* Exercise description: Find out how many lines in the records have the string "Some" in them, and state only that number.

* Supplied data:
# # # # #
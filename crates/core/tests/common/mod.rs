//! Hand-assembled class files for the integration tests.

#![allow(dead_code)]

use classdex_core::logging::init_test_logging;
use classdex_core::{Index, Indexer, NameTable, ParserConfig};
use std::collections::HashMap;
use std::sync::Arc;

pub const ACC_PUBLIC: u16 = 0x0001;
pub const ACC_PRIVATE: u16 = 0x0002;
pub const ACC_STATIC: u16 = 0x0008;
pub const ACC_FINAL: u16 = 0x0010;
pub const ACC_SUPER: u16 = 0x0020;
pub const ACC_INTERFACE: u16 = 0x0200;
pub const ACC_ABSTRACT: u16 = 0x0400;
pub const ACC_SYNTHETIC: u16 = 0x1000;
pub const ACC_ANNOTATION: u16 = 0x2000;
pub const ACC_MODULE: u16 = 0x8000;
pub const ACC_MANDATED: u16 = 0x8000;

/// An element value for [`ClassFileBuilder::annotation`].
#[derive(Debug, Clone)]
pub enum Element {
    Int(i32),
    Bool(bool),
    Str(&'static str),
    Enum(&'static str, &'static str),
    Class(&'static str),
    Array(Vec<Element>),
    Nested(&'static str, Vec<(&'static str, Element)>),
}

/// Builds a class file byte by byte. Constant pool entries are deduplicated.
pub struct ClassFileBuilder {
    major: u16,
    minor: u16,
    pool: Vec<u8>,
    pool_slots: u16,
    entries: HashMap<Vec<u8>, u16>,
    flags: u16,
    this_class: u16,
    super_class: u16,
    interfaces: Vec<u16>,
    fields: Vec<Vec<u8>>,
    methods: Vec<Vec<u8>>,
    attributes: Vec<Vec<u8>>,
}

impl ClassFileBuilder {
    /// A public class extending `java/lang/Object`, version 61 (Java 17).
    pub fn new(internal_name: &str) -> Self {
        let mut builder = Self {
            major: 61,
            minor: 0,
            pool: Vec::new(),
            pool_slots: 1,
            entries: HashMap::new(),
            flags: ACC_PUBLIC | ACC_SUPER,
            this_class: 0,
            super_class: 0,
            interfaces: Vec::new(),
            fields: Vec::new(),
            methods: Vec::new(),
            attributes: Vec::new(),
        };
        builder.this_class = builder.class(internal_name);
        builder.super_class = builder.class("java/lang/Object");
        builder
    }

    pub fn version(mut self, major: u16, minor: u16) -> Self {
        self.major = major;
        self.minor = minor;
        self
    }

    pub fn flags(mut self, flags: u16) -> Self {
        self.flags = flags;
        self
    }

    pub fn superclass(mut self, internal_name: Option<&str>) -> Self {
        self.super_class = match internal_name {
            Some(name) => self.class(name),
            None => 0,
        };
        self
    }

    pub fn interface(mut self, internal_name: &str) -> Self {
        let index = self.class(internal_name);
        self.interfaces.push(index);
        self
    }

    fn entry(&mut self, encoded: Vec<u8>, slots: u16) -> u16 {
        if let Some(&index) = self.entries.get(&encoded) {
            return index;
        }
        let index = self.pool_slots;
        self.pool.extend_from_slice(&encoded);
        self.pool_slots += slots;
        self.entries.insert(encoded, index);
        index
    }

    pub fn utf8(&mut self, text: &str) -> u16 {
        let mut encoded = vec![1];
        encoded.extend_from_slice(&(text.len() as u16).to_be_bytes());
        encoded.extend_from_slice(text.as_bytes());
        self.entry(encoded, 1)
    }

    fn indexed(&mut self, tag: u8, index: u16) -> u16 {
        let mut encoded = vec![tag];
        encoded.extend_from_slice(&index.to_be_bytes());
        self.entry(encoded, 1)
    }

    pub fn class(&mut self, internal_name: &str) -> u16 {
        let name = self.utf8(internal_name);
        self.indexed(7, name)
    }

    pub fn string(&mut self, text: &str) -> u16 {
        let value = self.utf8(text);
        self.indexed(8, value)
    }

    pub fn integer(&mut self, value: i32) -> u16 {
        let mut encoded = vec![3];
        encoded.extend_from_slice(&value.to_be_bytes());
        self.entry(encoded, 1)
    }

    pub fn long(&mut self, value: i64) -> u16 {
        let mut encoded = vec![5];
        encoded.extend_from_slice(&value.to_be_bytes());
        self.entry(encoded, 2)
    }

    pub fn name_and_type(&mut self, name: &str, descriptor: &str) -> u16 {
        let name = self.utf8(name);
        let descriptor = self.utf8(descriptor);
        let mut encoded = vec![12];
        encoded.extend_from_slice(&name.to_be_bytes());
        encoded.extend_from_slice(&descriptor.to_be_bytes());
        self.entry(encoded, 1)
    }

    pub fn method_ref(&mut self, owner: &str, name: &str, descriptor: &str) -> u16 {
        let class = self.class(owner);
        let nat = self.name_and_type(name, descriptor);
        let mut encoded = vec![10];
        encoded.extend_from_slice(&class.to_be_bytes());
        encoded.extend_from_slice(&nat.to_be_bytes());
        self.entry(encoded, 1)
    }

    pub fn module(&mut self, name: &str) -> u16 {
        let name = self.utf8(name);
        self.indexed(19, name)
    }

    pub fn package(&mut self, internal_name: &str) -> u16 {
        let name = self.utf8(internal_name);
        self.indexed(20, name)
    }

    /// An encoded `attribute_info`.
    pub fn attribute(&mut self, name: &str, body: Vec<u8>) -> Vec<u8> {
        let name = self.utf8(name);
        let mut encoded = Vec::with_capacity(body.len() + 6);
        encoded.extend_from_slice(&name.to_be_bytes());
        encoded.extend_from_slice(&(body.len() as u32).to_be_bytes());
        encoded.extend_from_slice(&body);
        encoded
    }

    pub fn signature(&mut self, signature: &str) -> Vec<u8> {
        let index = self.utf8(signature);
        self.attribute("Signature", index.to_be_bytes().to_vec())
    }

    pub fn element_value(&mut self, value: &Element) -> Vec<u8> {
        let mut out = Vec::new();
        match value {
            Element::Int(v) => {
                out.push(b'I');
                out.extend_from_slice(&self.integer(*v).to_be_bytes());
            }
            Element::Bool(v) => {
                out.push(b'Z');
                out.extend_from_slice(&self.integer(i32::from(*v)).to_be_bytes());
            }
            Element::Str(v) => {
                out.push(b's');
                out.extend_from_slice(&self.utf8(v).to_be_bytes());
            }
            Element::Enum(descriptor, constant) => {
                out.push(b'e');
                out.extend_from_slice(&self.utf8(descriptor).to_be_bytes());
                out.extend_from_slice(&self.utf8(constant).to_be_bytes());
            }
            Element::Class(descriptor) => {
                out.push(b'c');
                out.extend_from_slice(&self.utf8(descriptor).to_be_bytes());
            }
            Element::Array(values) => {
                out.push(b'[');
                out.extend_from_slice(&(values.len() as u16).to_be_bytes());
                for value in values {
                    out.extend(self.element_value(value));
                }
            }
            Element::Nested(descriptor, values) => {
                out.push(b'@');
                out.extend(self.annotation(descriptor, values));
            }
        }
        out
    }

    /// An encoded `annotation` structure.
    pub fn annotation(&mut self, descriptor: &str, values: &[(&str, Element)]) -> Vec<u8> {
        let mut out = Vec::new();
        out.extend_from_slice(&self.utf8(descriptor).to_be_bytes());
        out.extend_from_slice(&(values.len() as u16).to_be_bytes());
        for (name, value) in values {
            out.extend_from_slice(&self.utf8(name).to_be_bytes());
            out.extend(self.element_value(value));
        }
        out
    }

    /// `Runtime{Visible,Invisible}Annotations` holding the given annotations.
    pub fn annotations(&mut self, visible: bool, annotations: Vec<Vec<u8>>) -> Vec<u8> {
        let mut body = (annotations.len() as u16).to_be_bytes().to_vec();
        for annotation in annotations {
            body.extend(annotation);
        }
        let name = if visible {
            "RuntimeVisibleAnnotations"
        } else {
            "RuntimeInvisibleAnnotations"
        };
        self.attribute(name, body)
    }

    /// A marker annotation attribute, the common case.
    pub fn marker(&mut self, descriptor: &str) -> Vec<u8> {
        let annotation = self.annotation(descriptor, &[]);
        self.annotations(true, vec![annotation])
    }

    /// `RuntimeVisibleParameterAnnotations` with one table per parameter.
    pub fn parameter_annotations(&mut self, tables: Vec<Vec<Vec<u8>>>) -> Vec<u8> {
        let mut body = vec![tables.len() as u8];
        for table in tables {
            body.extend_from_slice(&(table.len() as u16).to_be_bytes());
            for annotation in table {
                body.extend(annotation);
            }
        }
        self.attribute("RuntimeVisibleParameterAnnotations", body)
    }

    /// One `type_annotation`: `target` is the target type byte followed by
    /// its `target_info`, `path` the `(kind, argument)` steps.
    pub fn type_annotation(&mut self, target: &[u8], path: &[(u8, u8)], descriptor: &str) -> Vec<u8> {
        let mut out = target.to_vec();
        out.push(path.len() as u8);
        for (kind, argument) in path {
            out.push(*kind);
            out.push(*argument);
        }
        out.extend(self.annotation(descriptor, &[]));
        out
    }

    pub fn type_annotations(&mut self, visible: bool, annotations: Vec<Vec<u8>>) -> Vec<u8> {
        let mut body = (annotations.len() as u16).to_be_bytes().to_vec();
        for annotation in annotations {
            body.extend(annotation);
        }
        let name = if visible {
            "RuntimeVisibleTypeAnnotations"
        } else {
            "RuntimeInvisibleTypeAnnotations"
        };
        self.attribute(name, body)
    }

    /// An `InnerClasses` attribute; `outer` and `simple_name` may be absent.
    pub fn inner_classes(&mut self, entries: &[(&str, Option<&str>, Option<&str>, u16)]) -> Vec<u8> {
        let mut body = (entries.len() as u16).to_be_bytes().to_vec();
        for (inner, outer, simple_name, flags) in entries {
            let inner = self.class(inner);
            let outer = outer.map(|o| self.class(o)).unwrap_or(0);
            let simple_name = simple_name.map(|s| self.utf8(s)).unwrap_or(0);
            body.extend_from_slice(&inner.to_be_bytes());
            body.extend_from_slice(&outer.to_be_bytes());
            body.extend_from_slice(&simple_name.to_be_bytes());
            body.extend_from_slice(&flags.to_be_bytes());
        }
        self.attribute("InnerClasses", body)
    }

    /// A `Code` attribute with a single `return` and optional nested attributes.
    pub fn code(&mut self, attributes: Vec<Vec<u8>>) -> Vec<u8> {
        let mut body = Vec::new();
        body.extend_from_slice(&1u16.to_be_bytes());
        body.extend_from_slice(&1u16.to_be_bytes());
        body.extend_from_slice(&1u32.to_be_bytes());
        body.push(0xB1);
        body.extend_from_slice(&0u16.to_be_bytes());
        body.extend_from_slice(&(attributes.len() as u16).to_be_bytes());
        for attribute in attributes {
            body.extend(attribute);
        }
        self.attribute("Code", body)
    }

    /// A `Record` attribute; each component is `(name, descriptor, attributes)`.
    pub fn record(&mut self, components: Vec<(&str, &str, Vec<Vec<u8>>)>) -> Vec<u8> {
        let mut body = (components.len() as u16).to_be_bytes().to_vec();
        for (name, descriptor, attributes) in components {
            body.extend_from_slice(&self.utf8(name).to_be_bytes());
            body.extend_from_slice(&self.utf8(descriptor).to_be_bytes());
            body.extend_from_slice(&(attributes.len() as u16).to_be_bytes());
            for attribute in attributes {
                body.extend(attribute);
            }
        }
        self.attribute("Record", body)
    }

    fn member(&mut self, flags: u16, name: &str, descriptor: &str, attributes: Vec<Vec<u8>>) -> Vec<u8> {
        let mut out = Vec::new();
        out.extend_from_slice(&flags.to_be_bytes());
        out.extend_from_slice(&self.utf8(name).to_be_bytes());
        out.extend_from_slice(&self.utf8(descriptor).to_be_bytes());
        out.extend_from_slice(&(attributes.len() as u16).to_be_bytes());
        for attribute in attributes {
            out.extend(attribute);
        }
        out
    }

    pub fn field(mut self, flags: u16, name: &str, descriptor: &str, attributes: Vec<Vec<u8>>) -> Self {
        let field = self.member(flags, name, descriptor, attributes);
        self.fields.push(field);
        self
    }

    pub fn method(mut self, flags: u16, name: &str, descriptor: &str, attributes: Vec<Vec<u8>>) -> Self {
        let method = self.member(flags, name, descriptor, attributes);
        self.methods.push(method);
        self
    }

    pub fn class_attribute(mut self, attribute: Vec<u8>) -> Self {
        self.attributes.push(attribute);
        self
    }

    pub fn build(self) -> Vec<u8> {
        let mut out = Vec::new();
        out.extend_from_slice(&0xCAFE_BABEu32.to_be_bytes());
        out.extend_from_slice(&self.minor.to_be_bytes());
        out.extend_from_slice(&self.major.to_be_bytes());
        out.extend_from_slice(&self.pool_slots.to_be_bytes());
        out.extend_from_slice(&self.pool);
        out.extend_from_slice(&self.flags.to_be_bytes());
        out.extend_from_slice(&self.this_class.to_be_bytes());
        out.extend_from_slice(&self.super_class.to_be_bytes());
        out.extend_from_slice(&(self.interfaces.len() as u16).to_be_bytes());
        for interface in &self.interfaces {
            out.extend_from_slice(&interface.to_be_bytes());
        }
        for members in [&self.fields, &self.methods] {
            out.extend_from_slice(&(members.len() as u16).to_be_bytes());
            for member in members {
                out.extend_from_slice(member);
            }
        }
        out.extend_from_slice(&(self.attributes.len() as u16).to_be_bytes());
        for attribute in &self.attributes {
            out.extend_from_slice(attribute);
        }
        out
    }
}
# # # # #
* Output for this task: 2